News & Reports

21 Million Arab Children Not in School or At Risk

About 21 million of children and adolescents across the Middle East and North Africa region are either out of school or at risk of dropping out, according to a recent joint report by UNICEF and UNESCO.

The report comes as a part of the “out of school children” initiative by UNICEF and UNESCO institute of statistics, which seeks to better understand the nature of children deprived of a school education, their environments and the barriers that lead them to be excluded from schools.

Children from poor families, girls and those living in rural communities or in conflict areas constitute the majority of out of school children, the report said.

“At a time of such change and turmoil, this region simply can’t afford to let 21 million children fall by the wayside,” said Maria Calivis, regional director for UNICEF MENA in a statement. “These children must be given the opportunity to acquire the skills they need through education in order to play their part in the region’s transformation.”

The report said about 12.3 million children and young adolescents in the region are already out of school, and 6 million are at the risk of dropping out. Another 3 million don’t go to school in Syria and Iraq due to the conflicts in those countries—this number could rise if the conflicts intensify.

Djibouti and Sudan have the highest number of out of school children, scoring 41.7 per cent and 48.5 per cent respectively for children of primary school age.

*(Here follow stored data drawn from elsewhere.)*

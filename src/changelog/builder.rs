use chrono::{DateTime, Utc};
use tracing::debug;

use crate::changelog::{ChangelogDocument, ChangelogSection};
use crate::domain::{Commit, TaggedCommit};

/// Partitions commit history into per-release sections.
///
/// Both inputs must be sorted oldest first. The builder never validates the
/// ordering: unsorted input produces unspecified section contents.
#[derive(Debug, Clone, Copy)]
pub struct ChangelogBuilder<'a> {
    commits: &'a [Commit],
    tagged_commits: &'a [TaggedCommit],
    genesis_section: bool,
}

impl<'a> ChangelogBuilder<'a> {
    pub fn new(commits: &'a [Commit], tagged_commits: &'a [TaggedCommit]) -> Self {
        ChangelogBuilder {
            commits,
            tagged_commits,
            genesis_section: false,
        }
    }

    /// Also emit a section for the commits that precede the first tag.
    ///
    /// Has no effect when there are no tags, since the single catch-all
    /// section already starts at the beginning of history.
    pub fn with_genesis_section(mut self, enabled: bool) -> Self {
        self.genesis_section = enabled;
        self
    }

    /// Build the changelog document for the given release version
    pub fn build(&self, version: &str) -> ChangelogDocument {
        let mut sections = Vec::with_capacity(self.tagged_commits.len() + 1);

        match self.tagged_commits {
            [] => sections.push(self.section(None, None, "", version)),
            [.., last] => {
                if self.genesis_section {
                    let first = &self.tagged_commits[0];
                    sections.push(self.section(None, Some(first.timestamp()), "", &first.tag));
                }

                for pair in self.tagged_commits.windows(2) {
                    let (start, end) = (&pair[0], &pair[1]);
                    sections.push(self.section(
                        Some(start.timestamp()),
                        Some(end.timestamp()),
                        &start.tag,
                        &end.tag,
                    ));
                }

                sections.push(self.section(Some(last.timestamp()), None, &last.tag, version));
            }
        }

        sections.reverse();

        debug!(
            version,
            sections = sections.len(),
            commits = self.commits.len(),
            "built changelog"
        );

        ChangelogDocument {
            version: version.to_string(),
            sections,
        }
    }

    fn section(
        &self,
        start: Option<DateTime<Utc>>,
        end: Option<DateTime<Utc>>,
        header_from: &str,
        header_to: &str,
    ) -> ChangelogSection {
        let changes = commits_between(start, end, self.commits)
            .into_iter()
            .rev()
            .map(|commit| commit.message.clone())
            .collect();

        ChangelogSection {
            header_from: header_from.to_string(),
            header_to: header_to.to_string(),
            changes,
        }
    }
}

/// Collect the commits inside the half-open interval `[start, end)`.
///
/// A missing bound is open. The scan starts collecting at the first commit
/// at or after `start` and stops at the first collected-phase commit at or
/// after `end`, so `commits` must be sorted oldest first. The result keeps
/// the input order.
pub fn commits_between<'c>(
    start: Option<DateTime<Utc>>,
    end: Option<DateTime<Utc>>,
    commits: &'c [Commit],
) -> Vec<&'c Commit> {
    let mut relevant = Vec::new();
    let mut collecting = false;

    for commit in commits {
        if !collecting && start.map_or(true, |start| start <= commit.timestamp) {
            collecting = true;
        }

        if collecting && end.is_some_and(|end| end <= commit.timestamp) {
            break;
        }

        if collecting {
            relevant.push(commit);
        }
    }

    relevant
}
//! Command-line workflow, independent of argument parsing

pub mod orchestration;

pub use orchestration::{
    run_changelog_workflow, ChangelogWorkflowArgs, WorkflowOutcome, WorkflowResult,
};
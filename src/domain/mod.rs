//! Domain types - commits, tags and branches independent of git access

pub mod branch;
pub mod commit;
pub mod tag;

pub use branch::BranchContext;
pub use commit::{Commit, TaggedCommit};
pub use tag::TagFilter;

Tunisia and Morocco had the lowest rates—about 0.1 per cent and 1.3 percent for children in the same age group.

Some think the situation won’t change anytime soon because of poor and inefficient policies adopted by Arab governments.

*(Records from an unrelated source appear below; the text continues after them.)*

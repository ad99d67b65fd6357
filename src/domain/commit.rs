use chrono::{DateTime, Utc};
use serde::Serialize;

/// A single commit as seen by the changelog builder
#[derive(Debug, Clone, PartialEq, Eq, Serialize)]
pub struct Commit {
    pub hash: String,
    pub message: String,
    pub timestamp: DateTime<Utc>,
}

impl Commit {
    /// Create a new commit record
    pub fn new(
        hash: impl Into<String>,
        message: impl Into<String>,
        timestamp: DateTime<Utc>,
    ) -> Self {
        Commit {
            hash: hash.into(),
            message: message.into(),
            timestamp,
        }
    }

    /// First seven characters of the hash, for display
    pub fn short_hash(&self) -> &str {
        if self.hash.len() > 7 {
            &self.hash[..7]
        } else {
            &self.hash
        }
    }
}

/// A commit that carries a release tag
#[derive(Debug, Clone, PartialEq, Eq, Serialize)]
pub struct TaggedCommit {
    pub tag: String,
    pub commit: Commit,
}

impl TaggedCommit {
    /// Attach a tag name to a commit
    pub fn new(tag: impl Into<String>, commit: Commit) -> Self {
        TaggedCommit {
            tag: tag.into(),
            commit,
        }
    }

    pub fn timestamp(&self) -> DateTime<Utc> {
        self.commit.timestamp
    }
}
use std::fs::File;
use std::io::{BufWriter, Write};
use std::path::Path;

use tracing::debug;

use crate::error::Result;

/// Writes rendered changelog text to `path`.
///
/// The file is created if missing and truncated otherwise. Content is written
/// through a buffer and flushed before returning, so a flush failure is
/// reported like any other I/O error.
///
/// # Arguments
/// * `path` - Target changelog file
/// * `content` - Fully rendered changelog
///
/// # Returns
/// * `Ok(())` - Content written and flushed
/// * `Err` - If the file cannot be created or written
pub fn write_changelog(path: &Path, content: &str) -> Result<()> {
    let file = File::create(path)?;
    let mut writer = BufWriter::new(file);

    writer.write_all(content.as_bytes())?;
    writer.flush()?;

    debug!(path = %path.display(), bytes = content.len(), "wrote changelog");
    Ok(())
}
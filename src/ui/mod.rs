//! User interface module - interaction (prompts) and formatting.
//!
//! Separates concerns:
//! - `formatter` - Pure formatting functions
//! - This module - Interactive prompts and user input handling

use std::io::{self, Write};

use crate::error::{ChangelogError, Result};

pub mod formatter;

// Re-export formatter functions for convenience
pub use formatter::{
    display_boundary_warning, display_config, display_error, display_report,
    display_section_summary, display_status, display_success, display_tags,
};

/// Decide whether prompts may be shown.
///
/// Prompts are disabled by `--ci`, by a truthy `CI` environment variable,
/// or when no user is attending the terminal.
pub fn is_interactive(ci_flag: bool) -> bool {
    if ci_flag || env_flag_set("CI") {
        return false;
    }
    console::user_attended()
}

fn env_flag_set(name: &str) -> bool {
    match std::env::var(name) {
        Ok(value) => {
            let value = value.trim().to_lowercase();
            !(value.is_empty() || value == "0" || value == "false" || value == "no")
        }
        Err(_) => false,
    }
}

/// Prompts user to confirm an action with a yes/no prompt.
///
/// Displays the given prompt and accepts "y" or "yes" (case-insensitive) as confirmation.
/// Default is "no" if user presses Enter.
///
/// # Returns
/// * `Ok(true)` - If user entered "y" or "yes"
/// * `Ok(false)` - Otherwise (including Enter, or "n"/"no")
/// * `Err` - If input error occurs
pub fn confirm_action(prompt: &str) -> Result<bool> {
    let response = read_answer(&format!("\n{} (y/N): ", prompt))?.to_lowercase();
    Ok(response == "y" || response == "yes")
}

/// Prompts for a value, returning `default` when the user presses Enter.
pub fn prompt_with_default(prompt: &str, default: &str) -> Result<String> {
    let answer = read_answer(&format!("{} [{}]: ", prompt, default))?;
    if answer.is_empty() {
        Ok(default.to_string())
    } else {
        Ok(answer)
    }
}

/// Prompts for a value that must not be empty.
pub fn prompt_required(prompt: &str) -> Result<String> {
    let answer = read_answer(&format!("{}: ", prompt))?;
    if answer.is_empty() {
        Err(ChangelogError::prompt(format!("{} is required", prompt)))
    } else {
        Ok(answer)
    }
}

// Prompts go to stderr so a dry run's stdout holds only the changelog
fn read_answer(prompt: &str) -> Result<String> {
    eprint!("{}", prompt);
    io::stderr().flush()?;

    let mut input = String::new();
    io::stdin().read_line(&mut input)?;
    Ok(input.trim().to_string())
}

#[cfg(test)]
mod tests {
    use super::*;
    use serial_test::serial;

    #[test]
    #[serial]
    fn test_ci_flag_disables_prompts() {
        assert!(!is_interactive(true));
    }

    #[test]
    #[serial]
    fn test_ci_env_disables_prompts() {
        std::env::set_var("CI", "true");
        assert!(!is_interactive(false));
        std::env::remove_var("CI");
    }

    #[test]
    #[serial]
    fn test_env_flag_values() {
        std::env::set_var("GIT_CHANGELOG_TEST_FLAG", "0");
        assert!(!env_flag_set("GIT_CHANGELOG_TEST_FLAG"));
        std::env::set_var("GIT_CHANGELOG_TEST_FLAG", "1");
        assert!(env_flag_set("GIT_CHANGELOG_TEST_FLAG"));
        std::env::remove_var("GIT_CHANGELOG_TEST_FLAG");
        assert!(!env_flag_set("GIT_CHANGELOG_TEST_FLAG"));
    }
}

“In Arab states, education doesn’t serve developmental needs,” said Abd El Hafeez Tayel, the director of the Egyptian Center for the Right to Education. “There is no link between educational curricula and the labor market, and no developmental return can be achieved from such [a situation]. As a result, families think of pulling their children out of school to save on the high costs of education, especially in Egypt where families spend a lot of money on private lessons.”

Egyptian families spend about 42 percent of their total expenditures for their children’s education on private tutoring, said UNICEF Egypt, while 54 per cent of children currently out of school in Egypt said their parents don’t want them to go school.

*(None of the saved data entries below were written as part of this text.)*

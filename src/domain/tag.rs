use regex::Regex;

use crate::domain::TaggedCommit;
use crate::error::{ChangelogError, Result};

/// Selects which tags count as release boundaries
#[derive(Debug, Clone)]
pub struct TagFilter {
    pattern: Option<Regex>,
}

impl TagFilter {
    /// A filter that accepts every tag
    pub fn any() -> Self {
        TagFilter { pattern: None }
    }

    /// Build a filter from an optional regex pattern
    ///
    /// An empty pattern is treated the same as no pattern.
    pub fn new(pattern: Option<&str>) -> Result<Self> {
        match pattern.map(str::trim) {
            None | Some("") => Ok(Self::any()),
            Some(raw) => {
                let regex = Regex::new(raw).map_err(|e| {
                    ChangelogError::config(format!("Invalid tag pattern '{}': {}", raw, e))
                })?;
                Ok(TagFilter {
                    pattern: Some(regex),
                })
            }
        }
    }

    /// Check a single tag name
    pub fn matches(&self, tag: &str) -> bool {
        self.pattern.as_ref().map_or(true, |re| re.is_match(tag))
    }

    /// Keep only the tagged commits whose tag matches, preserving order
    pub fn apply(&self, tagged_commits: Vec<TaggedCommit>) -> Vec<TaggedCommit> {
        tagged_commits
            .into_iter()
            .filter(|tagged| self.matches(&tagged.tag))
            .collect()
    }
}

impl Default for TagFilter {
    fn default() -> Self {
        Self::any()
    }
}
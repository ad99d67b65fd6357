use serde::{Deserialize, Serialize};
use std::fs;
use std::path::{Path, PathBuf};

use crate::error::{ChangelogError, Result};

/// Config file looked up in the working directory
pub const LOCAL_CONFIG_FILE: &str = "changelog.toml";

/// Changelog file written when none is configured
pub const DEFAULT_CHANGELOG_PATH: &str = "CHANGELOG.md";

/// Represents the complete configuration for git-changelog.
///
/// Contains the release being prepared and where/how its changelog is written.
#[derive(Debug, Deserialize, Serialize, Clone, PartialEq, Default)]
pub struct Config {
    #[serde(default)]
    pub release: ReleaseConfig,

    #[serde(default)]
    pub changelog: ChangelogConfig,
}

/// The release the changelog is generated for.
#[derive(Debug, Deserialize, Serialize, Clone, PartialEq, Default)]
pub struct ReleaseConfig {
    /// Branch the changelog must be generated from
    #[serde(default)]
    pub development_branch: Option<String>,

    /// Version used as the header of the unreleased section
    #[serde(default)]
    pub version: Option<String>,
}

fn default_changelog_path() -> PathBuf {
    PathBuf::from(DEFAULT_CHANGELOG_PATH)
}

/// Output and rendering options.
#[derive(Debug, Deserialize, Serialize, Clone, PartialEq)]
pub struct ChangelogConfig {
    #[serde(default = "default_changelog_path")]
    pub path: PathBuf,

    /// Custom template; the built-in template is used when unset
    #[serde(default)]
    pub template_path: Option<PathBuf>,

    /// Regex selecting the tags that mark releases
    #[serde(default)]
    pub tag_pattern: Option<String>,

    /// Emit a section for the commits before the first tag
    #[serde(default)]
    pub include_untagged_history: bool,
}

impl Default for ChangelogConfig {
    fn default() -> Self {
        ChangelogConfig {
            path: default_changelog_path(),
            template_path: None,
            tag_pattern: None,
            include_untagged_history: false,
        }
    }
}

/// Loads configuration from file or returns defaults.
///
/// Attempts to load configuration in the following order:
/// 1. Custom path provided as parameter (must exist)
/// 2. `changelog.toml` in current directory
/// 3. `git-changelog/config.toml` in user config directory
/// 4. Default configuration if no file found
///
/// # Arguments
/// * `config_path` - Optional path to custom configuration file
///
/// # Returns
/// * `Ok(Config)` - Loaded or default configuration
/// * `Err` - If file exists but cannot be read or parsed
pub fn load_config(config_path: Option<&Path>) -> Result<Config> {
    let path = match config_path {
        Some(path) => path.to_path_buf(),
        None => match discover_config() {
            Some(path) => path,
            None => return Ok(Config::default()),
        },
    };

    let config_str = fs::read_to_string(&path).map_err(|e| {
        ChangelogError::config(format!("Cannot read {}: {}", path.display(), e))
    })?;

    parse_config(&config_str)
        .map_err(|e| ChangelogError::config(format!("Cannot parse {}: {}", path.display(), e)))
}

/// Parse configuration from TOML source
pub fn parse_config(source: &str) -> std::result::Result<Config, toml::de::Error> {
    toml::from_str(source)
}

fn discover_config() -> Option<PathBuf> {
    let local = PathBuf::from(LOCAL_CONFIG_FILE);
    if local.exists() {
        return Some(local);
    }

    dirs::config_dir()
        .map(|dir| dir.join("git-changelog").join("config.toml"))
        .filter(|path| path.exists())
}
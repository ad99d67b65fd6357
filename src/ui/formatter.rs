//! Pure formatting functions for UI output.
//!
//! This module contains all display/formatting logic separated from user interaction.
//! Functions here have no side effects beyond printing.

use std::path::Path;

use crate::boundary::BoundaryWarning;
use crate::changelog::ChangelogDocument;
use crate::domain::TaggedCommit;

/// Format and print an error message in red.
pub fn display_error(message: &str) {
    eprintln!("\x1b[31mERROR:\x1b[0m {}", message);
}

/// Format and print a success message with green checkmark.
pub fn display_success(message: &str) {
    println!("\x1b[32m✓\x1b[0m {}", message);
}

/// Format and print a status message with yellow arrow.
pub fn display_status(message: &str) {
    println!("\x1b[33m→\x1b[0m {}", message);
}

/// Display a boundary warning to the user.
///
/// Shows a yellow warning icon followed by the warning message.
pub fn display_boundary_warning(warning: &BoundaryWarning) {
    eprintln!("\x1b[33m⚠ WARNING:\x1b[0m {}", warning);
}

/// Print report lines on stdout, or on stderr when stdout carries output.
pub fn display_report(lines: &[String], to_stderr: bool) {
    for line in lines {
        if to_stderr {
            eprintln!("{}", line);
        } else {
            println!("{}", line);
        }
    }
}

/// The effective configuration, one line per setting.
///
/// # Arguments
/// * `branch` - Development branch
/// * `version` - Release version
/// * `changelog_path` - Output file
/// * `template_path` - Custom template, if any
pub fn format_config(
    branch: &str,
    version: &str,
    changelog_path: &Path,
    template_path: Option<&Path>,
) -> Vec<String> {
    let mut lines = vec![
        String::new(),
        "\x1b[1mYour config:\x1b[0m".to_string(),
        format!("  * Development branch: {}", branch),
        format!("  * Release version: {}", version),
        format!("  * Changelog path: {}", changelog_path.display()),
    ];
    if let Some(template) = template_path {
        lines.push(format!(
            "  * Changelog template path: {}",
            template.display()
        ));
    }
    lines
}

/// Display the effective configuration before generating.
pub fn display_config(
    branch: &str,
    version: &str,
    changelog_path: &Path,
    template_path: Option<&Path>,
    to_stderr: bool,
) {
    display_report(
        &format_config(branch, version, changelog_path, template_path),
        to_stderr,
    );
}

/// Display the tags that bound changelog sections, oldest first.
pub fn display_tags(tagged_commits: &[TaggedCommit]) {
    if tagged_commits.is_empty() {
        println!("No release tags found");
        return;
    }

    println!("\x1b[1mRelease tags:\x1b[0m");
    for tagged in tagged_commits {
        println!(
            "  - {} ({} {})",
            tagged.tag,
            tagged.commit.short_hash(),
            tagged.timestamp().format("%Y-%m-%d")
        );
    }
}

/// One line per section, e.g. `v1.0.0 → v1.1.0: 4 changes`.
pub fn format_section_summary(document: &ChangelogDocument) -> Vec<String> {
    document
        .sections
        .iter()
        .map(|section| {
            let from = if section.header_from.is_empty() {
                "(start)"
            } else {
                section.header_from.as_str()
            };
            let noun = if section.changes.len() == 1 {
                "change"
            } else {
                "changes"
            };
            format!(
                "{} → {}: {} {}",
                from,
                section.header_to,
                section.changes.len(),
                noun
            )
        })
        .collect()
}

/// Display the section summary of a built changelog.
pub fn display_section_summary(document: &ChangelogDocument, to_stderr: bool) {
    let mut lines = vec![String::new(), "\x1b[1mChangelog sections:\x1b[0m".to_string()];
    lines.extend(
        format_section_summary(document)
            .into_iter()
            .map(|line| format!("  {}", line)),
    );
    display_report(&lines, to_stderr);
}
use thiserror::Error;

use crate::template::TemplateError;

/// Unified error type for git-changelog operations
#[derive(Error, Debug)]
pub enum ChangelogError {
    #[error("Git operation failed: {0}")]
    Git(#[from] git2::Error),

    #[error("Configuration error: {0}")]
    Config(String),

    #[error("Template error: {0}")]
    Template(#[from] TemplateError),

    #[error("Branch error: {0}")]
    Branch(String),

    #[error("Prompt failed: {0}")]
    Prompt(String),

    #[error("I/O error: {0}")]
    Io(#[from] std::io::Error),
}

/// Convenience type alias for Results in git-changelog
pub type Result<T> = std::result::Result<T, ChangelogError>;

impl ChangelogError {
    /// Create a configuration error with context
    pub fn config(msg: impl Into<String>) -> Self {
        ChangelogError::Config(msg.into())
    }

    /// Create a branch error with context
    pub fn branch(msg: impl Into<String>) -> Self {
        ChangelogError::Branch(msg.into())
    }

    /// Create a prompt error with context
    pub fn prompt(msg: impl Into<String>) -> Self {
        ChangelogError::Prompt(msg.into())
    }
}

Tayel said that if dropout rates continue, it will negatively affect development in the region. Rates of violence will rise, he said.

Meanwhile, the report says “on average, a girl in the MENA region is 25 percent less likely to be in school than a boy,” mainly due to social attitudes, early marriage and a lack of female teachers. This proportion varies sharply from country to country and in some countries girls have a higher enrollment rate.

Although enrollment rates are rising in the region—the number of out-of-school children was reduced by 40 percent over the past decade—school children are getting a low quality education putting them at the risk of dropping out, the report said.

A newspaper columnist, Rami G. Khouri, who is also senior public policy fellow at the Issam Fares Institute for Public Policy and International Affairs at the American University of Beirut, wrote in Lebanon’s Daily Star that the lack of educational quality was “the most frightening finding of the report.”

Khouri emphasized that “about half of all school children in the Arab world actually are not learning,” according to worldwide tests on literacy and numeracy skills of primary and secondary school students.

The report recommends that governments should “scale up efforts to prioritize education needs of vulnerable families,” improve education standards and tackle drop out and gender disparity issues.

But that isn’t happening, says Tayel.

“Governments view such reports about education but don’t respond positively,” said Tayel. He says it’s in the interest of Arab leaders to keep the status quo. “Arab leaders depend on the notion that ignorant people are much easier to rule than educated ones.”

But unless all children have access to free and high quality education, where curricula should be designed to stimulate the student to think critically and creatively, that goal will backfire, Khouri wrote.

“If this does not happen, these tens of millions of uneducated young Arabs will prove to be our own homemade weapons of our own mass destruction,” Khouri said.